** Opening Records provided block **

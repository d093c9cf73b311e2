//! Mock identity provider
//!
//! In-memory provider used by tests. Records revoked session ids so tests
//! can assert that sign-out destroys the session before redirecting.

use std::collections::HashMap;
use std::sync::Mutex;

use crate::context::Identity;
use crate::error::AuthError;
use crate::provider::{IdentityProvider, ResolvedSession};

/// Mock identity provider for testing
#[derive(Default)]
pub struct MockIdentityProvider {
    sessions: Mutex<HashMap<String, ResolvedSession>>,
    destroyed: Mutex<Vec<String>>,
    destroy_failure: Mutex<Option<String>>,
}

impl MockIdentityProvider {
    pub fn new() -> Self {
        Self::default()
    }

    /// Register a token that resolves to the given session id and identity
    pub fn insert_session(&self, token: &str, session_id: &str, user: Identity) {
        self.sessions.lock().unwrap().insert(
            token.to_string(),
            ResolvedSession {
                session_id: session_id.to_string(),
                user,
            },
        );
    }

    /// Session ids revoked so far, in call order
    pub fn destroyed(&self) -> Vec<String> {
        self.destroyed.lock().unwrap().clone()
    }

    /// Make the next `destroy_session` call fail with the given message
    pub fn fail_destroy(&self, message: &str) {
        *self.destroy_failure.lock().unwrap() = Some(message.to_string());
    }
}

#[async_trait::async_trait]
impl IdentityProvider for MockIdentityProvider {
    async fn resolve(&self, session_token: &str) -> Result<Option<ResolvedSession>, AuthError> {
        Ok(self.sessions.lock().unwrap().get(session_token).cloned())
    }

    async fn destroy_session(&self, session_id: &str) -> Result<(), AuthError> {
        if let Some(message) = self.destroy_failure.lock().unwrap().take() {
            return Err(AuthError::Provider {
                status: 500,
                message,
            });
        }

        // Revoked sessions stop resolving
        self.sessions
            .lock()
            .unwrap()
            .retain(|_, resolved| resolved.session_id != session_id);
        self.destroyed.lock().unwrap().push(session_id.to_string());
        Ok(())
    }
}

** Closing Records provided block **

_What the task requires_: Please transcribe exactly the line containing "resolved.session_id != session_id);" and every line after it through the end of the records, and nothing else.

_Result below_:
            .retain(|_, resolved| resolved.session_id != session_id);
        self.destroyed.lock().unwrap().push(session_id.to_string());
        Ok(())
    }
}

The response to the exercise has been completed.